== TASK INPUT

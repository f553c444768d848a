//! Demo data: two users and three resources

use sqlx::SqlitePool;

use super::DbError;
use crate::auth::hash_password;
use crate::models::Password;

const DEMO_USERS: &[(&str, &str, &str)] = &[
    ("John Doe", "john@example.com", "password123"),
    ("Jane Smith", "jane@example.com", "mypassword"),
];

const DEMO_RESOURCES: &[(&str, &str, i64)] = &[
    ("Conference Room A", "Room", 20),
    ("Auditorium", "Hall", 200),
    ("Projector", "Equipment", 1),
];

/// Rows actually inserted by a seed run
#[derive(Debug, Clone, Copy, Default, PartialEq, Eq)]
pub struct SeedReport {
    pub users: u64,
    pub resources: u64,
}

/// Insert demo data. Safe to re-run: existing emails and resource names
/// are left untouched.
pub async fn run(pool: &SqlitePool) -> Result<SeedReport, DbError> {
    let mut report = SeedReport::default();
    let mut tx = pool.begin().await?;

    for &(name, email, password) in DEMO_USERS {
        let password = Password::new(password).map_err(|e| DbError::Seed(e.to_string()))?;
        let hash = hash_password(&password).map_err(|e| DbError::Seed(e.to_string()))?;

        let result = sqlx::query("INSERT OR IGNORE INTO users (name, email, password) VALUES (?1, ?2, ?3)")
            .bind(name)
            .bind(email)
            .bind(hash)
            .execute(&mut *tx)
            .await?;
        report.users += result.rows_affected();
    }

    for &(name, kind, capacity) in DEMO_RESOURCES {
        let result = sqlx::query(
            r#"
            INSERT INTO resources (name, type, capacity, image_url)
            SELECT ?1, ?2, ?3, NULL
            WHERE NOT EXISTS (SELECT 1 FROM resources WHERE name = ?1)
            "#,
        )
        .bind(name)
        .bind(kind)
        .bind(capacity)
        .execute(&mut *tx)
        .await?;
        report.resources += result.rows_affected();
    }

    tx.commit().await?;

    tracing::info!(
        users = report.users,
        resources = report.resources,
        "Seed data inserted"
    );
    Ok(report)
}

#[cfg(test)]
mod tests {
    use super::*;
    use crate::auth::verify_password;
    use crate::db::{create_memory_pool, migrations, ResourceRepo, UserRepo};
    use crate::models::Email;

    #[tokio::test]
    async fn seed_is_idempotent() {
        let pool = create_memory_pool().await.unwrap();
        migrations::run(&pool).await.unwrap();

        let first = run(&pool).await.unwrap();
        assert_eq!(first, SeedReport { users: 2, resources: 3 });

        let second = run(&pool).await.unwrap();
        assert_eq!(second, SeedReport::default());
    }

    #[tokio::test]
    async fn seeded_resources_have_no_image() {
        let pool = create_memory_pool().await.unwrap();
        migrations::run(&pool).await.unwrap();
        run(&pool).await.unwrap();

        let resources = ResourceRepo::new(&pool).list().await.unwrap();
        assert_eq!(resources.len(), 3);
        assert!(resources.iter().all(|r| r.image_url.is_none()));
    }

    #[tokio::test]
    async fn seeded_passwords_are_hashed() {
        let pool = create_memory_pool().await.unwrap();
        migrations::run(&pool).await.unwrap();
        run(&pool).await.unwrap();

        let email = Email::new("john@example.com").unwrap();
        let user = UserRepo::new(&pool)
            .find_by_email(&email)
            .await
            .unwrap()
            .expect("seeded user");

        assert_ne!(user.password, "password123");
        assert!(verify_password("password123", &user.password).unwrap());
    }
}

====
== TASK INPUT

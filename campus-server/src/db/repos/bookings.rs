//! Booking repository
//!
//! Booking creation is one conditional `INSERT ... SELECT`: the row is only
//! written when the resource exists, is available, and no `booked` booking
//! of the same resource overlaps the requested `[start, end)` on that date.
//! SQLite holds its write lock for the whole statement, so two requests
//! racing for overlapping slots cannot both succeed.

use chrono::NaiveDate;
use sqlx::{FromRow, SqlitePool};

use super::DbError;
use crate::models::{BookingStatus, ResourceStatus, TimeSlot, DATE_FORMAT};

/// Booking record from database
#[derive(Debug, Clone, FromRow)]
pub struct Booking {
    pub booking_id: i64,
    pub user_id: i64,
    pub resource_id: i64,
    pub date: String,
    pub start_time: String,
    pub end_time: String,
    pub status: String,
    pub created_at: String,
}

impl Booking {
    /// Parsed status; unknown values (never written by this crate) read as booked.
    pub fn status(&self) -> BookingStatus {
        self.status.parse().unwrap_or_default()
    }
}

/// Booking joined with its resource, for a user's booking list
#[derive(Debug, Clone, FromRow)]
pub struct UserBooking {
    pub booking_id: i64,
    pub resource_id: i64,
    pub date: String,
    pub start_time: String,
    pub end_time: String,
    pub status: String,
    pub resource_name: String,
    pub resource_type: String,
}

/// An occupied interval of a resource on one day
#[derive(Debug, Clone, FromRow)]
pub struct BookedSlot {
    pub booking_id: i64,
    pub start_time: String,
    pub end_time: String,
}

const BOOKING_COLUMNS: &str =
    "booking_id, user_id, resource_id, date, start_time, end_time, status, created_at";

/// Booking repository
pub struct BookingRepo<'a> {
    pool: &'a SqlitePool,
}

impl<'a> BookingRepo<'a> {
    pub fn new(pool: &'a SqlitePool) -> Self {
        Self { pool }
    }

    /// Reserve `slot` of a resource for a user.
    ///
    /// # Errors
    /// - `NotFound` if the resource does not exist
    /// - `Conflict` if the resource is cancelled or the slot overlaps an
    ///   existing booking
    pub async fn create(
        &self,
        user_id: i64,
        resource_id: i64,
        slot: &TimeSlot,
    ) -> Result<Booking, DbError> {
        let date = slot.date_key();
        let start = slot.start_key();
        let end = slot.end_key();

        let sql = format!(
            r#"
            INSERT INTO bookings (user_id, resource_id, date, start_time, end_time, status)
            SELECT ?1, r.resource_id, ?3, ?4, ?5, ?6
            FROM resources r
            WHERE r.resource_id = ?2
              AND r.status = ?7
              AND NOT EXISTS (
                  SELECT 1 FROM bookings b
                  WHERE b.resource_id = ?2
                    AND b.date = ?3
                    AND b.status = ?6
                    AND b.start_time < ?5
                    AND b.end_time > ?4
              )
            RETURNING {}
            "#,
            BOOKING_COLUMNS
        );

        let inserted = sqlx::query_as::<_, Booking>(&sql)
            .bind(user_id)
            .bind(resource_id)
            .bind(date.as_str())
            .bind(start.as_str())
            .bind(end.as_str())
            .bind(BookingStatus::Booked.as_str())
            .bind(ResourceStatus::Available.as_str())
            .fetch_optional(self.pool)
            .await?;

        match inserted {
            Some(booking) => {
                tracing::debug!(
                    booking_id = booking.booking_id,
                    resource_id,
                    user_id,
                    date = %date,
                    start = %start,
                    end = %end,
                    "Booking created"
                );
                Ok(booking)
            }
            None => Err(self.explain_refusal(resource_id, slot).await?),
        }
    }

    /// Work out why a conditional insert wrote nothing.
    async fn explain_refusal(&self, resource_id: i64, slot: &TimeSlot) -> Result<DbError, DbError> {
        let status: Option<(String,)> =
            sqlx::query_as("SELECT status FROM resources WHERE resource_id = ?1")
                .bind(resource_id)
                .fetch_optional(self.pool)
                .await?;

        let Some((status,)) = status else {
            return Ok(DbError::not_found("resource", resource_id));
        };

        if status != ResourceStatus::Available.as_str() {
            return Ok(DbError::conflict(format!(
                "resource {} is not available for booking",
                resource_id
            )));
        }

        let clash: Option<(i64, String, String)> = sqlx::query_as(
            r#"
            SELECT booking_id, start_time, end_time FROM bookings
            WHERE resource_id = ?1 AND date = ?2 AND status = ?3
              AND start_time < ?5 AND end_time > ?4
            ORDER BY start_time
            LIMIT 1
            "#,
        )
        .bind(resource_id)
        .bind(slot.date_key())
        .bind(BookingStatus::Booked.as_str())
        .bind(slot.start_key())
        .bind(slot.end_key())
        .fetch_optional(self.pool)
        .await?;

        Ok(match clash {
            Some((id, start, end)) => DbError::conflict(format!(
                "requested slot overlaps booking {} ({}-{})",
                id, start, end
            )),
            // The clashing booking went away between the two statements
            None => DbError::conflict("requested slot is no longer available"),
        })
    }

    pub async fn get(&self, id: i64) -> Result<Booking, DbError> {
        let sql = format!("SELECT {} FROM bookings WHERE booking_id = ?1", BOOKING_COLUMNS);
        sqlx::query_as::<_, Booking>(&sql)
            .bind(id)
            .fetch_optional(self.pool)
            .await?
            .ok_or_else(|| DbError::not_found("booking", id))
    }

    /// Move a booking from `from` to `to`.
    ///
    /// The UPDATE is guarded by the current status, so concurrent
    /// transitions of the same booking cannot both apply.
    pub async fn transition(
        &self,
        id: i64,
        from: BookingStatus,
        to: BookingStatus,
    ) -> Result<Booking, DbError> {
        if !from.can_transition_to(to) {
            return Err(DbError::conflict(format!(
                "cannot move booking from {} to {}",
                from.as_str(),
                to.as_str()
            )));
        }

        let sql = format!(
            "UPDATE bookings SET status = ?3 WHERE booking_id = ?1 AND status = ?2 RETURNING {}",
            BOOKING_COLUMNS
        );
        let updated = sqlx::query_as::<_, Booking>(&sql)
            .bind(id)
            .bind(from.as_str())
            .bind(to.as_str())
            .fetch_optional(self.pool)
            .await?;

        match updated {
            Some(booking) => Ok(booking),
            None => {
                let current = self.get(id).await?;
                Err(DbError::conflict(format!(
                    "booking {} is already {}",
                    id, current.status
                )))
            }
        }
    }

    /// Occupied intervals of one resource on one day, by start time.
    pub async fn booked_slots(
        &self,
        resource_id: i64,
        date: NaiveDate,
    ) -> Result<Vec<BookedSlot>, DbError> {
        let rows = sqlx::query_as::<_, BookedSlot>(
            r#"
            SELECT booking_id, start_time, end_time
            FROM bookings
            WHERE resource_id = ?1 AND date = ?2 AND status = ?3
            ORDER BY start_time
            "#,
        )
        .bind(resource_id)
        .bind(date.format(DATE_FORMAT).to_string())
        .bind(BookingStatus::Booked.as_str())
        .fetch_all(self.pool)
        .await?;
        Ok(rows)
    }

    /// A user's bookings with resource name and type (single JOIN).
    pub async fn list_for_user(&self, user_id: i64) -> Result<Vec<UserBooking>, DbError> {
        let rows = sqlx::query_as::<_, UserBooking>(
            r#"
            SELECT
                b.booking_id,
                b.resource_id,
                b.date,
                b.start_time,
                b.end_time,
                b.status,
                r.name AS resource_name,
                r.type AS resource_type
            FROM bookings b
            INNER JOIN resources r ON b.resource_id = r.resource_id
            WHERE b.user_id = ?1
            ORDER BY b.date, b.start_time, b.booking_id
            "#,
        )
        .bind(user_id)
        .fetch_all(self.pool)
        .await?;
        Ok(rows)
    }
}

====

» **ABOUT THIS TASK**: Restate word for word the entries above, starting at the line with "AND start_time <" and ending at the line with "pub async fn get(&self, id: i64)", inclusive, and no others.

» **SOLUTION FOR THIS EXERCISE**:
              AND start_time < ?5 AND end_time > ?4
            ORDER BY start_time
            LIMIT 1
            "#,
        )
        .bind(resource_id)
        .bind(slot.date_key())
        .bind(BookingStatus::Booked.as_str())
        .bind(slot.start_key())
        .bind(slot.end_key())
        .fetch_optional(self.pool)
        .await?;

        Ok(match clash {
            Some((id, start, end)) => DbError::conflict(format!(
                "requested slot overlaps booking {} ({}-{})",
                id, start, end
            )),
            // The clashing booking went away between the two statements
            None => DbError::conflict("requested slot is no longer available"),
        })
    }

    pub async fn get(&self, id: i64) -> Result<Booking, DbError> {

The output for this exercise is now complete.